- **Instructions to follow**:
The full set of records must be set down verbatim.

Saved data entries
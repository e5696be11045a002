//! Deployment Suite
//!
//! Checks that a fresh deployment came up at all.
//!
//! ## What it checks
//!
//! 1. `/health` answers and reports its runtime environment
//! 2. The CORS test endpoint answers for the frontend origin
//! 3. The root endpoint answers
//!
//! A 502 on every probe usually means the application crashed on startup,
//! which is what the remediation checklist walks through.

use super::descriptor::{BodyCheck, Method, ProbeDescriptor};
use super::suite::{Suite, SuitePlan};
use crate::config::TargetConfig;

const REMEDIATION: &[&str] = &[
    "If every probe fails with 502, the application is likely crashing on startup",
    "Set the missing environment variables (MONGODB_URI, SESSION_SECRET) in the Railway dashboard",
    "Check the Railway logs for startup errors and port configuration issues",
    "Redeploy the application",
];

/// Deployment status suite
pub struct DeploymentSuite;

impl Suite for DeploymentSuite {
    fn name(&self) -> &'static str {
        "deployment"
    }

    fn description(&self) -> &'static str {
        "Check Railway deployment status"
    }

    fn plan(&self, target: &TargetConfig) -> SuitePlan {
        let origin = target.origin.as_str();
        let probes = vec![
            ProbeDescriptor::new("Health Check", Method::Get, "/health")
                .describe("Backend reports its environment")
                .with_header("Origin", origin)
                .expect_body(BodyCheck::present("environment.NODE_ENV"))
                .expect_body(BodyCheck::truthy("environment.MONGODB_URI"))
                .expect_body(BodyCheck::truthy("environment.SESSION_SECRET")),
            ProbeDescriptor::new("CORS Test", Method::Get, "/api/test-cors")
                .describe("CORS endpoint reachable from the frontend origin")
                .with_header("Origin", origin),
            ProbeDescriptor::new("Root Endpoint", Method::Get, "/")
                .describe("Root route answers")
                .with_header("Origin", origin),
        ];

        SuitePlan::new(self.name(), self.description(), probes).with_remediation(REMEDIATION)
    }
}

- **Response for this exercise**:
repository e5696be11045a002
//! Deployment Suite
//!
//! Checks that a fresh deployment came up at all.
//!
//! ## What it checks
//!
//! 1. `/health` answers and reports its runtime environment
//! 2. The CORS test endpoint answers for the frontend origin
//! 3. The root endpoint answers
//!
//! A 502 on every probe usually means the application crashed on startup,
//! which is what the remediation checklist walks through.

use super::descriptor::{BodyCheck, Method, ProbeDescriptor};
use super::suite::{Suite, SuitePlan};
use crate::config::TargetConfig;

const REMEDIATION: &[&str] = &[
    "If every probe fails with 502, the application is likely crashing on startup",
    "Set the missing environment variables (MONGODB_URI, SESSION_SECRET) in the Railway dashboard",
    "Check the Railway logs for startup errors and port configuration issues",
    "Redeploy the application",
];

/// Deployment status suite
pub struct DeploymentSuite;

impl Suite for DeploymentSuite {
    fn name(&self) -> &'static str {
        "deployment"
    }

    fn description(&self) -> &'static str {
        "Check Railway deployment status"
    }

    fn plan(&self, target: &TargetConfig) -> SuitePlan {
        let origin = target.origin.as_str();
        let probes = vec![
            ProbeDescriptor::new("Health Check", Method::Get, "/health")
                .describe("Backend reports its environment")
                .with_header("Origin", origin)
                .expect_body(BodyCheck::present("environment.NODE_ENV"))
                .expect_body(BodyCheck::truthy("environment.MONGODB_URI"))
                .expect_body(BodyCheck::truthy("environment.SESSION_SECRET")),
            ProbeDescriptor::new("CORS Test", Method::Get, "/api/test-cors")
                .describe("CORS endpoint reachable from the frontend origin")
                .with_header("Origin", origin),
            ProbeDescriptor::new("Root Endpoint", Method::Get, "/")
                .describe("Root route answers")
                .with_header("Origin", origin),
        ];

        SuitePlan::new(self.name(), self.description(), probes).with_remediation(REMEDIATION)
    }
}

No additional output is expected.